Segment Start: Records supplied

//! Block execution over cached translation lines.
//!
//! The block executor replays decoded instructions through the interpreter
//! in line order, carrying an active-line cursor so consecutive calls resume
//! mid-line. A trap aborts the replay and the partial retired count is
//! returned, so the scheduler credits exactly the work that committed.

use crate::exec::exec_decoded;
use crate::hart::Hart;
use crate::machine::Machine;
use crate::tb::cache::TbCache;
use crate::trap::check_pending_interrupt;

/// Outcome of a block-execution attempt.
#[derive(Clone, Copy, Debug, PartialEq, Eq)]
pub enum BlockStatus {
    /// Nothing retired and nothing consumed; the caller should fall back.
    NoProgress,
    /// At least one instruction retired.
    Retired,
    /// An event (interrupt, stop, trap) was consumed without retirement.
    HandledNoRetire,
}

/// Result of a block-execution attempt.
#[derive(Clone, Copy, Debug)]
pub struct BlockResult {
    /// Outcome classification.
    pub status: BlockStatus,
    /// Instructions retired (partial counts included).
    pub retired: u32,
}

impl BlockResult {
    fn no_progress() -> Self {
        Self {
            status: BlockStatus::NoProgress,
            retired: 0,
        }
    }
}

/// Replays cached lines through the interpreter for up to `budget` retires.
///
/// Interrupts are polled between instructions; taking one (or trapping
/// mid-line) ends the replay with the partial count. Falling off the end of
/// a line continues into the successor line when it is cached.
pub fn exec_tb_block(m: &Machine, cpu: &mut Hart, cache: &mut TbCache, budget: u64) -> BlockResult {
    let mut result = BlockResult::no_progress();
    if budget == 0 {
        return result;
    }

    let shared = m.shared(cpu.hartid);
    let first_pc = cpu.pc;

    while u64::from(result.retired) < budget {
        if !shared.is_running() {
            result.status = if result.retired == 0 {
                BlockStatus::HandledNoRetire
            } else {
                BlockStatus::Retired
            };
            return result;
        }

        if check_pending_interrupt(m, cpu) {
            if result.retired == 0 && (cpu.pc != first_pc || !shared.is_running()) {
                result.status = BlockStatus::HandledNoRetire;
            } else if result.retired != 0 {
                result.status = BlockStatus::Retired;
            }
            return result;
        }

        let pc = cpu.pc;
        let mut index = 0u8;
        let mut line_idx = None;

        if cache.active {
            let active_idx = cache.lookup_or_build(m, cpu, cache.active_start_pc);
            let active = cache.line(active_idx);
            if cache.active_index < active.count
                && active.pcs[cache.active_index as usize] == pc
            {
                line_idx = Some(active_idx);
                index = cache.active_index;
            } else {
                cache.active = false;
            }
        }

        let line_idx = match line_idx {
            Some(idx) => idx,
            None => {
                let idx = cache.lookup_or_build(m, cpu, pc);
                let line = cache.line(idx);
                if line.count == 0 || line.pcs[0] != pc {
                    cache.active = false;
                    if result.retired != 0 {
                        result.status = BlockStatus::Retired;
                    }
                    return result;
                }
                let start_pc = line.start_pc;
                cache.active = true;
                cache.active_start_pc = start_pc;
                cache.active_index = 0;
                index = 0;
                idx
            }
        };

        while index < cache.line(line_idx).count && u64::from(result.retired) < budget {
            let line = cache.line(line_idx);
            if cpu.pc != line.pcs[index as usize] {
                cache.active = false;
                if result.retired != 0 {
                    result.status = BlockStatus::Retired;
                }
                return result;
            }

            let decoded = line.decoded[index as usize];
            if !exec_decoded(m, cpu, &decoded) {
                cache.active = false;
                if result.retired != 0 {
                    result.status = BlockStatus::Retired;
                } else if cpu.pc != first_pc || !shared.is_running() {
                    result.status = BlockStatus::HandledNoRetire;
                }
                return result;
            }
            result.retired += 1;

            let line = cache.line(line_idx);
            if index + 1 < line.count && cpu.pc == line.pcs[index as usize + 1] {
                let start_pc = line.start_pc;
                cache.active = true;
                cache.active_start_pc = start_pc;
                cache.active_index = index + 1;
                index += 1;
                continue;
            }

            cache.active = false;
            break;
        }
    }

    if result.retired != 0 {
        result.status = BlockStatus::Retired;
    }
    result
}

/// Executes exactly one instruction through the cached-line path.
///
/// Returns whether an instruction retired; a trap (or an unbuildable line)
/// returns `false` with the trap already dispatched.
pub fn exec_one_tb(m: &Machine, cpu: &mut Hart, cache: &mut TbCache) -> bool {
    let pc = cpu.pc;
    let mut index = 0u8;
    let mut line_idx = None;

    if cache.active {
        let active_idx = cache.lookup_or_build(m, cpu, cache.active_start_pc);
        let active = cache.line(active_idx);
        if cache.active_index < active.count && active.pcs[cache.active_index as usize] == pc {
            line_idx = Some(active_idx);
            index = cache.active_index;
        } else {
            cache.active = false;
        }
    }

    let line_idx = match line_idx {
        Some(idx) => idx,
        None => {
            let idx = cache.lookup_or_build(m, cpu, pc);
            let line = cache.line(idx);
            if line.count == 0 || line.pcs[0] != pc {
                cache.active = false;
                return false;
            }
            let start_pc = line.start_pc;
            cache.active = true;
            cache.active_start_pc = start_pc;
            cache.active_index = 0;
            index = 0;
            idx
        }
    };

    let decoded = cache.line(line_idx).decoded[index as usize];
    if !exec_decoded(m, cpu, &decoded) {
        cache.active = false;
        return false;
    }

    let line = cache.line(line_idx);
    if index + 1 < line.count && cpu.pc == line.pcs[index as usize + 1] {
        let start_pc = line.start_pc;
        cache.active = true;
        cache.active_start_pc = start_pc;
        cache.active_index = index + 1;
    } else {
        cache.active = false;
    }

    true
}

Segment End: Records supplied

*What the task asks*. Using the exact wording, transcribe all the records above.

*Answer to this exercise*.
//! Block execution over cached translation lines.
//!
//! The block executor replays decoded instructions through the interpreter
//! in line order, carrying an active-line cursor so consecutive calls resume
//! mid-line. A trap aborts the replay and the partial retired count is
//! returned, so the scheduler credits exactly the work that committed.

use crate::exec::exec_decoded;
use crate::hart::Hart;
use crate::machine::Machine;
use crate::tb::cache::TbCache;
use crate::trap::check_pending_interrupt;

/// Outcome of a block-execution attempt.
#[derive(Clone, Copy, Debug, PartialEq, Eq)]
pub enum BlockStatus {
    /// Nothing retired and nothing consumed; the caller should fall back.
    NoProgress,
    /// At least one instruction retired.
    Retired,
    /// An event (interrupt, stop, trap) was consumed without retirement.
    HandledNoRetire,
}

/// Result of a block-execution attempt.
#[derive(Clone, Copy, Debug)]
pub struct BlockResult {
    /// Outcome classification.
    pub status: BlockStatus,
    /// Instructions retired (partial counts included).
    pub retired: u32,
}

impl BlockResult {
    fn no_progress() -> Self {
        Self {
            status: BlockStatus::NoProgress,
            retired: 0,
        }
    }
}

/// Replays cached lines through the interpreter for up to `budget` retires.
///
/// Interrupts are polled between instructions; taking one (or trapping
/// mid-line) ends the replay with the partial count. Falling off the end of
/// a line continues into the successor line when it is cached.
pub fn exec_tb_block(m: &Machine, cpu: &mut Hart, cache: &mut TbCache, budget: u64) -> BlockResult {
    let mut result = BlockResult::no_progress();
    if budget == 0 {
        return result;
    }

    let shared = m.shared(cpu.hartid);
    let first_pc = cpu.pc;

    while u64::from(result.retired) < budget {
        if !shared.is_running() {
            result.status = if result.retired == 0 {
                BlockStatus::HandledNoRetire
            } else {
                BlockStatus::Retired
            };
            return result;
        }

        if check_pending_interrupt(m, cpu) {
            if result.retired == 0 && (cpu.pc != first_pc || !shared.is_running()) {
                result.status = BlockStatus::HandledNoRetire;
            } else if result.retired != 0 {
                result.status = BlockStatus::Retired;
            }
            return result;
        }

        let pc = cpu.pc;
        let mut index = 0u8;
        let mut line_idx = None;

        if cache.active {
            let active_idx = cache.lookup_or_build(m, cpu, cache.active_start_pc);
            let active = cache.line(active_idx);
            if cache.active_index < active.count
                && active.pcs[cache.active_index as usize] == pc
            {
                line_idx = Some(active_idx);
                index = cache.active_index;
            } else {
                cache.active = false;
            }
        }

        let line_idx = match line_idx {
            Some(idx) => idx,
            None => {
                let idx = cache.lookup_or_build(m, cpu, pc);
                let line = cache.line(idx);
                if line.count == 0 || line.pcs[0] != pc {
                    cache.active = false;
                    if result.retired != 0 {
                        result.status = BlockStatus::Retired;
                    }
                    return result;
                }
                let start_pc = line.start_pc;
                cache.active = true;
                cache.active_start_pc = start_pc;
                cache.active_index = 0;
                index = 0;
                idx
            }
        };

        while index < cache.line(line_idx).count && u64::from(result.retired) < budget {
            let line = cache.line(line_idx);
            if cpu.pc != line.pcs[index as usize] {
                cache.active = false;
                if result.retired != 0 {
                    result.status = BlockStatus::Retired;
                }
                return result;
            }

            let decoded = line.decoded[index as usize];
            if !exec_decoded(m, cpu, &decoded) {
                cache.active = false;
                if result.retired != 0 {
                    result.status = BlockStatus::Retired;
                } else if cpu.pc != first_pc || !shared.is_running() {
                    result.status = BlockStatus::HandledNoRetire;
                }
                return result;
            }
            result.retired += 1;

            let line = cache.line(line_idx);
            if index + 1 < line.count && cpu.pc == line.pcs[index as usize + 1] {
                let start_pc = line.start_pc;
                cache.active = true;
                cache.active_start_pc = start_pc;
                cache.active_index = index + 1;
                index += 1;
                continue;
            }

            cache.active = false;
            break;
        }
    }

    if result.retired != 0 {
        result.status = BlockStatus::Retired;
    }
    result
}

/// Executes exactly one instruction through the cached-line path.
///
/// Returns whether an instruction retired; a trap (or an unbuildable line)
/// returns `false` with the trap already dispatched.
pub fn exec_one_tb(m: &Machine, cpu: &mut Hart, cache: &mut TbCache) -> bool {
    let pc = cpu.pc;
    let mut index = 0u8;
    let mut line_idx = None;

    if cache.active {
        let active_idx = cache.lookup_or_build(m, cpu, cache.active_start_pc);
        let active = cache.line(active_idx);
        if cache.active_index < active.count && active.pcs[cache.active_index as usize] == pc {
            line_idx = Some(active_idx);
            index = cache.active_index;
        } else {
            cache.active = false;
        }
    }

    let line_idx = match line_idx {
        Some(idx) => idx,
        None => {
            let idx = cache.lookup_or_build(m, cpu, pc);
            let line = cache.line(idx);
            if line.count == 0 || line.pcs[0] != pc {
                cache.active = false;
                return false;
            }
            let start_pc = line.start_pc;
            cache.active = true;
            cache.active_start_pc = start_pc;
            cache.active_index = 0;
            index = 0;
            idx
        }
    };

    let decoded = cache.line(line_idx).decoded[index as usize];
    if !exec_decoded(m, cpu, &decoded) {
        cache.active = false;
        return false;
    }

    let line = cache.line(line_idx);
    if index + 1 < line.count && cpu.pc == line.pcs[index as usize + 1] {
        let start_pc = line.start_pc;
        cache.active = true;
        cache.active_start_pc = start_pc;
        cache.active_index = index + 1;
    } else {
        cache.active = false;
    }

    true
}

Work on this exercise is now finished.